[Saved entries]

-*-*-

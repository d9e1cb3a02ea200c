//! Natural-language date/time extraction.
//!
//! All times are business-local wall-clock values (`NaiveDateTime`); the
//! caller supplies `reference_now` in the same frame. Extraction is
//! side-effect free and deterministic for a fixed reference instant.

use chrono::{DateTime, Datelike, Duration, NaiveDate, NaiveDateTime, NaiveTime, Weekday};

/// Hour used when a phrase names a day but no time ("next Wednesday").
const DEFAULT_HOUR: u32 = 12;

/// Extracts an absolute timestamp from a free-form phrase.
///
/// Accepts machine-formatted ISO 8601 timestamps round-trip, relative
/// day words ("today", "tomorrow"), weekday names (resolved to the next
/// upcoming occurrence, never a past one), and clock times ("3pm",
/// "3:30 pm", "15:00", "at 3"). Returns `None` when neither a day nor a
/// time can be recognized.
pub fn extract_datetime(text: &str, reference_now: NaiveDateTime) -> Option<NaiveDateTime> {
    let trimmed = text.trim();
    if trimmed.is_empty() {
        return None;
    }

    if let Some(parsed) = parse_machine_timestamp(trimmed) {
        return Some(parsed);
    }

    let lowered = trimmed.to_lowercase();
    let tokens: Vec<&str> = lowered
        .split(|c: char| c.is_whitespace() || matches!(c, ',' | '.' | '!' | '?'))
        .filter(|t| !t.is_empty())
        .collect();

    let date = find_date(&tokens, reference_now);
    let time = find_time(&tokens);

    match (date, time) {
        (Some(date), Some(time)) => Some(date.and_time(time)),
        (Some(date), None) => {
            date.and_hms_opt(DEFAULT_HOUR, 0, 0)
        }
        (None, Some(time)) => {
            // Time only: today if still ahead of us, otherwise tomorrow.
            let today = reference_now.date().and_time(time);
            if today > reference_now {
                Some(today)
            } else {
                Some(today + Duration::days(1))
            }
        }
        (None, None) => None,
    }
}

/// Formats a timestamp in the extractor's canonical form, which
/// [`extract_datetime`] accepts back unchanged.
pub fn format_iso(value: NaiveDateTime) -> String {
    value.format("%Y-%m-%dT%H:%M:%S").to_string()
}

/// The next occurrence of `weekday` at the given wall-clock time, always
/// strictly in the future (1..=7 days ahead of `reference_now`'s date).
pub fn next_weekday_at(
    reference_now: NaiveDateTime,
    weekday: Weekday,
    hour: u32,
    minute: u32,
) -> NaiveDateTime {
    let today = reference_now.date();
    let mut days_ahead = (weekday.num_days_from_monday() as i64
        - today.weekday().num_days_from_monday() as i64)
        .rem_euclid(7);
    if days_ahead == 0 {
        days_ahead = 7;
    }
    (today + Duration::days(days_ahead))
        .and_hms_opt(hour, minute, 0)
        .expect("valid wall-clock time")
}

/// Deterministic default used when a stored time phrase still fails to
/// parse at calendar-write time: next Wednesday at 15:00.
pub fn default_fallback_start(reference_now: NaiveDateTime) -> NaiveDateTime {
    next_weekday_at(reference_now, Weekday::Wed, 15, 0)
}

fn parse_machine_timestamp(text: &str) -> Option<NaiveDateTime> {
    if let Ok(dt) = DateTime::parse_from_rfc3339(text) {
        return Some(dt.naive_local());
    }
    if let Ok(dt) = text.parse::<NaiveDateTime>() {
        return Some(dt);
    }
    NaiveDateTime::parse_from_str(text, "%Y-%m-%d %H:%M").ok()
}

fn find_date(tokens: &[&str], reference_now: NaiveDateTime) -> Option<NaiveDate> {
    for token in tokens {
        match *token {
            "today" | "tonight" => return Some(reference_now.date()),
            "tomorrow" => return Some(reference_now.date() + Duration::days(1)),
            _ => {}
        }
        if let Some(weekday) = weekday_from_token(token) {
            return Some(next_weekday_at(reference_now, weekday, 0, 0).date());
        }
    }
    None
}

fn weekday_from_token(token: &str) -> Option<Weekday> {
    match token {
        "monday" | "mon" => Some(Weekday::Mon),
        "tuesday" | "tue" | "tues" => Some(Weekday::Tue),
        "wednesday" | "wed" => Some(Weekday::Wed),
        "thursday" | "thu" | "thurs" => Some(Weekday::Thu),
        "friday" | "fri" => Some(Weekday::Fri),
        "saturday" | "sat" => Some(Weekday::Sat),
        "sunday" | "sun" => Some(Weekday::Sun),
        _ => None,
    }
}

fn find_time(tokens: &[&str]) -> Option<NaiveTime> {
    for (i, token) in tokens.iter().enumerate() {
        match *token {
            "noon" | "midday" => return NaiveTime::from_hms_opt(12, 0, 0),
            "midnight" => return NaiveTime::from_hms_opt(0, 0, 0),
            _ => {}
        }

        // "3pm", "3:30pm"
        if let Some(stripped) = token.strip_suffix("pm") {
            if let Some((h, m)) = parse_clock(stripped) {
                return to_time(h, m, Some(Meridiem::Pm));
            }
        }
        if let Some(stripped) = token.strip_suffix("am") {
            if let Some((h, m)) = parse_clock(stripped) {
                return to_time(h, m, Some(Meridiem::Am));
            }
        }

        if let Some((h, m)) = parse_clock(token) {
            // "3 pm" / "3:30 am" with the meridiem as its own token.
            let meridiem = match tokens.get(i + 1).copied() {
                Some("pm") | Some("p") => Some(Meridiem::Pm),
                Some("am") | Some("a") => Some(Meridiem::Am),
                _ => None,
            };
            if meridiem.is_some() {
                return to_time(h, m, meridiem);
            }
            // 24-hour clock, written with minutes ("15:00").
            if token.contains(':') {
                return to_time(h, m, None);
            }
            // Bare hour after "at" ("at 3"). Callers are booking within
            // business hours, so small hours read as afternoon.
            if i > 0 && tokens[i - 1] == "at" {
                let meridiem = if (1..=7).contains(&h) {
                    Some(Meridiem::Pm)
                } else {
                    None
                };
                return to_time(h, m, meridiem);
            }
        }
    }
    None
}

#[derive(Clone, Copy, PartialEq)]
enum Meridiem {
    Am,
    Pm,
}

/// Parses "3" or "3:30" into (hour, minute). Rejects anything non-numeric.
fn parse_clock(token: &str) -> Option<(u32, u32)> {
    if token.is_empty() {
        return None;
    }
    let (hour_part, minute_part) = match token.split_once(':') {
        Some((h, m)) => (h, Some(m)),
        None => (token, None),
    };
    let hour: u32 = hour_part.parse().ok()?;
    let minute: u32 = match minute_part {
        Some(m) => m.parse().ok()?,
        None => 0,
    };
    (hour <= 23 && minute <= 59).then_some((hour, minute))
}

fn to_time(hour: u32, minute: u32, meridiem: Option<Meridiem>) -> Option<NaiveTime> {
    let hour = match meridiem {
        Some(Meridiem::Pm) if hour < 12 => hour + 12,
        Some(Meridiem::Am) if hour == 12 => 0,
        _ => hour,
    };
    NaiveTime::from_hms_opt(hour, minute, 0)
}

#[cfg(test)]
mod tests {
    use super::*;

    fn now() -> NaiveDateTime {
        // A Tuesday.
        "2026-08-25T10:00:00".parse().unwrap()
    }

    #[test]
    fn bare_weekday_resolves_to_next_upcoming_occurrence() {
        let parsed = extract_datetime("Wednesday", now()).unwrap();
        assert_eq!(format_iso(parsed), "2026-08-26T12:00:00");
    }

    #[test]
    fn same_weekday_lands_a_full_week_ahead_never_today() {
        let parsed = extract_datetime("tuesday", now()).unwrap();
        assert_eq!(format_iso(parsed), "2026-09-01T12:00:00");
    }

    #[test]
    fn tomorrow_with_clock_time() {
        let parsed = extract_datetime("tomorrow at 3pm", now()).unwrap();
        assert_eq!(format_iso(parsed), "2026-08-26T15:00:00");
    }

    #[test]
    fn weekday_with_minutes_and_split_meridiem() {
        let parsed = extract_datetime("next Thursday at 5:30 pm please", now()).unwrap();
        assert_eq!(format_iso(parsed), "2026-08-27T17:30:00");
    }

    #[test]
    fn time_only_in_the_past_rolls_to_tomorrow() {
        let parsed = extract_datetime("9am", now()).unwrap();
        assert_eq!(format_iso(parsed), "2026-08-26T09:00:00");

        let parsed = extract_datetime("11am", now()).unwrap();
        assert_eq!(format_iso(parsed), "2026-08-25T11:00:00");
    }

    #[test]
    fn twenty_four_hour_clock_is_accepted() {
        let parsed = extract_datetime("friday 15:00", now()).unwrap();
        assert_eq!(format_iso(parsed), "2026-08-28T15:00:00");
    }

    #[test]
    fn canonical_output_reparses_to_the_same_instant() {
        let first = extract_datetime("tomorrow at 3pm", now()).unwrap();
        let reparsed = extract_datetime(&format_iso(first), now()).unwrap();
        assert_eq!(first, reparsed);
    }

    #[test]
    fn rfc3339_passes_through() {
        let parsed = extract_datetime("2026-09-02T15:00:00-04:00", now()).unwrap();
        assert_eq!(format_iso(parsed), "2026-09-02T15:00:00");
    }

    #[test]
    fn unparseable_input_yields_none() {
        assert_eq!(extract_datetime("whenever works for you", now()), None);
        assert_eq!(extract_datetime("", now()), None);
        assert_eq!(extract_datetime("   ", now()), None);
    }

    #[test]
    fn fallback_start_is_next_wednesday_afternoon() {
        let fallback = default_fallback_start(now());
        assert_eq!(format_iso(fallback), "2026-08-26T15:00:00");
    }
}
//! In-memory session store for active calls.
//!
//! Maps the telephony provider's opaque call identifier to mutable
//! per-call state. Creation, lookup, and deletion are idempotent. The
//! store holds no cross-session invariants: each call id is only ever
//! touched by the webhook turn currently processing it, so a plain map
//! with per-session mutexes is sufficient.

use chrono::{Duration, Utc};
use parlor_types::CallSession;
use std::collections::HashMap;
use std::sync::{Arc, RwLock};
use tokio::sync::Mutex;

/// A handle to one call's session. The mutex serializes a full turn,
/// including its await points; the telephony provider delivers webhooks
/// for a given call strictly in sequence, so contention is not expected.
pub type SessionHandle = Arc<Mutex<CallSession>>;

/// Shared store of active call sessions.
///
/// Uses `std::sync::RwLock` for the map intentionally: all map lock
/// acquisitions are brief HashMap operations (get/insert/remove) that
/// never span `.await` points.
#[derive(Debug, Clone, Default)]
pub struct SessionStore {
    sessions: Arc<RwLock<HashMap<String, SessionHandle>>>,
}

impl SessionStore {
    pub fn new() -> Self {
        Self::default()
    }

    /// Returns the session for `call_id`, creating it if absent.
    ///
    /// An empty call id (missing webhook field, test harness calls) yields
    /// a fresh ephemeral session that is never stored.
    pub fn get_or_create(&self, call_id: &str) -> SessionHandle {
        if call_id.is_empty() {
            return Arc::new(Mutex::new(CallSession::new("")));
        }

        let map = self.sessions.read().expect("session map poisoned");
        if let Some(existing) = map.get(call_id) {
            return Arc::clone(existing);
        }
        drop(map);

        let mut map = self.sessions.write().expect("session map poisoned");
        // Re-check under the write lock: another request may have inserted
        // between the read and write acquisitions.
        Arc::clone(
            map.entry(call_id.to_string())
                .or_insert_with(|| Arc::new(Mutex::new(CallSession::new(call_id)))),
        )
    }

    /// Removes the session for `call_id`. No-op if absent or empty.
    pub fn delete(&self, call_id: &str) {
        if call_id.is_empty() {
            return;
        }
        self.sessions
            .write()
            .expect("session map poisoned")
            .remove(call_id);
    }

    pub fn len(&self) -> usize {
        self.sessions.read().expect("session map poisoned").len()
    }

    pub fn is_empty(&self) -> bool {
        self.len() == 0
    }

    /// Removes sessions idle for longer than `idle_ttl_seconds` and returns
    /// the evicted call ids. A session whose mutex is currently held (a turn
    /// in flight) is skipped this sweep.
    pub fn evict_idle(&self, idle_ttl_seconds: u64) -> Vec<String> {
        let cutoff = Utc::now() - Duration::seconds(idle_ttl_seconds as i64);
        let mut map = self.sessions.write().expect("session map poisoned");
        let expired: Vec<String> = map
            .iter()
            .filter_map(|(id, handle)| {
                let session = handle.try_lock().ok()?;
                (session.last_activity < cutoff).then(|| id.clone())
            })
            .collect();
        for id in &expired {
            map.remove(id);
        }
        expired
    }
}

#[cfg(test)]
mod tests {
    use super::*;
    use parlor_types::Stage;

    #[tokio::test]
    async fn get_or_create_is_idempotent_per_call_id() {
        let store = SessionStore::new();
        let first = store.get_or_create("CA1");
        let second = store.get_or_create("CA1");
        assert!(Arc::ptr_eq(&first, &second));
        assert_eq!(store.len(), 1);
    }

    #[tokio::test]
    async fn delete_then_get_yields_a_fresh_session() {
        let store = SessionStore::new();
        {
            let handle = store.get_or_create("CA1");
            let mut session = handle.lock().await;
            session.appointment.name = Some("Ann".to_string());
            session.stage = Stage::Collecting;
        }

        store.delete("CA1");
        let handle = store.get_or_create("CA1");
        let session = handle.lock().await;
        assert_eq!(session.appointment.name, None);
        assert_eq!(session.stage, Stage::Greeting);
    }

    #[test]
    fn delete_of_unknown_or_empty_id_is_a_no_op() {
        let store = SessionStore::new();
        store.delete("CA-missing");
        store.delete("");
        assert!(store.is_empty());
    }

    #[test]
    fn empty_call_id_yields_ephemeral_session() {
        let store = SessionStore::new();
        let first = store.get_or_create("");
        let second = store.get_or_create("");
        assert!(!Arc::ptr_eq(&first, &second));
        assert!(store.is_empty());
    }

    #[tokio::test]
    async fn evict_idle_removes_only_stale_sessions() {
        let store = SessionStore::new();
        {
            let stale = store.get_or_create("CA-stale");
            let mut session = stale.lock().await;
            session.last_activity = Utc::now() - Duration::seconds(3600);
        }
        store.get_or_create("CA-fresh");

        let evicted = store.evict_idle(1800);
        assert_eq!(evicted, vec!["CA-stale".to_string()]);
        assert_eq!(store.len(), 1);
    }
}
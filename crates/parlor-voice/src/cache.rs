//! Short-lived in-memory store for synthesized audio.
//!
//! Audio handles are single-use and time-boxed: the telephony provider
//! fetches the bytes once, shortly after synthesis. Entries are immutable
//! once created, so expiry under concurrent inserts needs no coordination
//! beyond the map lock.

use chrono::{DateTime, Duration, Utc};
use std::collections::HashMap;
use std::sync::{Arc, RwLock};
use uuid::Uuid;

/// Entries older than this are unreachable and swept.
pub const AUDIO_TTL_SECONDS: i64 = 5 * 60;

/// A cached audio blob.
#[derive(Debug, Clone)]
pub struct StoredAudio {
    pub bytes: Vec<u8>,
    pub mime_type: String,
    pub created_at: DateTime<Utc>,
}

/// Shared audio cache keyed by random opaque handles.
///
/// Uses `std::sync::RwLock` intentionally: all lock acquisitions are brief
/// HashMap operations that never span `.await` points.
#[derive(Debug, Clone, Default)]
pub struct AudioCache {
    entries: Arc<RwLock<HashMap<String, StoredAudio>>>,
}

impl AudioCache {
    pub fn new() -> Self {
        Self::default()
    }

    /// Stores an audio blob and returns its opaque handle.
    pub fn insert(&self, bytes: Vec<u8>, mime_type: impl Into<String>) -> String {
        self.insert_at(bytes, mime_type, Utc::now())
    }

    /// Stores an audio blob with an explicit creation timestamp. Test
    /// seam for exercising expiry without waiting out the TTL.
    #[doc(hidden)]
    pub fn insert_at(
        &self,
        bytes: Vec<u8>,
        mime_type: impl Into<String>,
        created_at: DateTime<Utc>,
    ) -> String {
        let id = Uuid::new_v4().to_string();
        self.entries.write().expect("audio cache poisoned").insert(
            id.clone(),
            StoredAudio {
                bytes,
                mime_type: mime_type.into(),
                created_at,
            },
        );
        id
    }

    /// Returns the audio for `id`, or `None` if unknown or past the TTL.
    /// An expired entry is unreachable even before the sweep removes it.
    pub fn get(&self, id: &str) -> Option<StoredAudio> {
        let entries = self.entries.read().expect("audio cache poisoned");
        let entry = entries.get(id)?;
        if Utc::now() - entry.created_at > Duration::seconds(AUDIO_TTL_SECONDS) {
            return None;
        }
        Some(entry.clone())
    }

    /// Deletes expired entries and returns how many were removed.
    pub fn sweep_expired(&self) -> usize {
        let cutoff = Utc::now() - Duration::seconds(AUDIO_TTL_SECONDS);
        let mut entries = self.entries.write().expect("audio cache poisoned");
        let before = entries.len();
        entries.retain(|_, audio| audio.created_at >= cutoff);
        before - entries.len()
    }

    pub fn len(&self) -> usize {
        self.entries.read().expect("audio cache poisoned").len()
    }

    pub fn is_empty(&self) -> bool {
        self.len() == 0
    }
}

#[cfg(test)]
mod tests {
    use super::*;

    #[test]
    fn fresh_entries_are_retrievable() {
        let cache = AudioCache::new();
        let id = cache.insert(vec![1, 2, 3], "audio/mpeg");
        let stored = cache.get(&id).expect("entry should be present");
        assert_eq!(stored.bytes, vec![1, 2, 3]);
        assert_eq!(stored.mime_type, "audio/mpeg");
    }

    #[test]
    fn unknown_handle_yields_none() {
        let cache = AudioCache::new();
        assert!(cache.get("not-a-handle").is_none());
    }

    #[test]
    fn expired_entries_are_unreachable_before_the_sweep() {
        let cache = AudioCache::new();
        let stale = Utc::now() - Duration::seconds(AUDIO_TTL_SECONDS + 1);
        let id = cache.insert_at(vec![0u8; 8], "audio/mpeg", stale);
        assert!(cache.get(&id).is_none());
        assert_eq!(cache.len(), 1);
    }

    #[test]
    fn sweep_removes_only_expired_entries() {
        let cache = AudioCache::new();
        let stale = Utc::now() - Duration::seconds(AUDIO_TTL_SECONDS + 1);
        cache.insert_at(vec![0u8; 8], "audio/mpeg", stale);
        let fresh = cache.insert(vec![1u8; 8], "audio/mpeg");

        assert_eq!(cache.sweep_expired(), 1);
        assert_eq!(cache.len(), 1);
        assert!(cache.get(&fresh).is_some());
    }
}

-*-*-

• **Work required**
Only the lines above from the line with "fn to_time(hour: u32, minute: u32, meridiem: Option<Meridiem>)" to the line with "Thursday at 5:30", those two lines included, should be reproduced exactly.

• **Result of the exercise**
fn to_time(hour: u32, minute: u32, meridiem: Option<Meridiem>) -> Option<NaiveTime> {
    let hour = match meridiem {
        Some(Meridiem::Pm) if hour < 12 => hour + 12,
        Some(Meridiem::Am) if hour == 12 => 0,
        _ => hour,
    };
    NaiveTime::from_hms_opt(hour, minute, 0)
}

#[cfg(test)]
mod tests {
    use super::*;

    fn now() -> NaiveDateTime {
        // A Tuesday.
        "2026-08-25T10:00:00".parse().unwrap()
    }

    #[test]
    fn bare_weekday_resolves_to_next_upcoming_occurrence() {
        let parsed = extract_datetime("Wednesday", now()).unwrap();
        assert_eq!(format_iso(parsed), "2026-08-26T12:00:00");
    }

    #[test]
    fn same_weekday_lands_a_full_week_ahead_never_today() {
        let parsed = extract_datetime("tuesday", now()).unwrap();
        assert_eq!(format_iso(parsed), "2026-09-01T12:00:00");
    }

    #[test]
    fn tomorrow_with_clock_time() {
        let parsed = extract_datetime("tomorrow at 3pm", now()).unwrap();
        assert_eq!(format_iso(parsed), "2026-08-26T15:00:00");
    }

    #[test]
    fn weekday_with_minutes_and_split_meridiem() {
        let parsed = extract_datetime("next Thursday at 5:30 pm please", now()).unwrap();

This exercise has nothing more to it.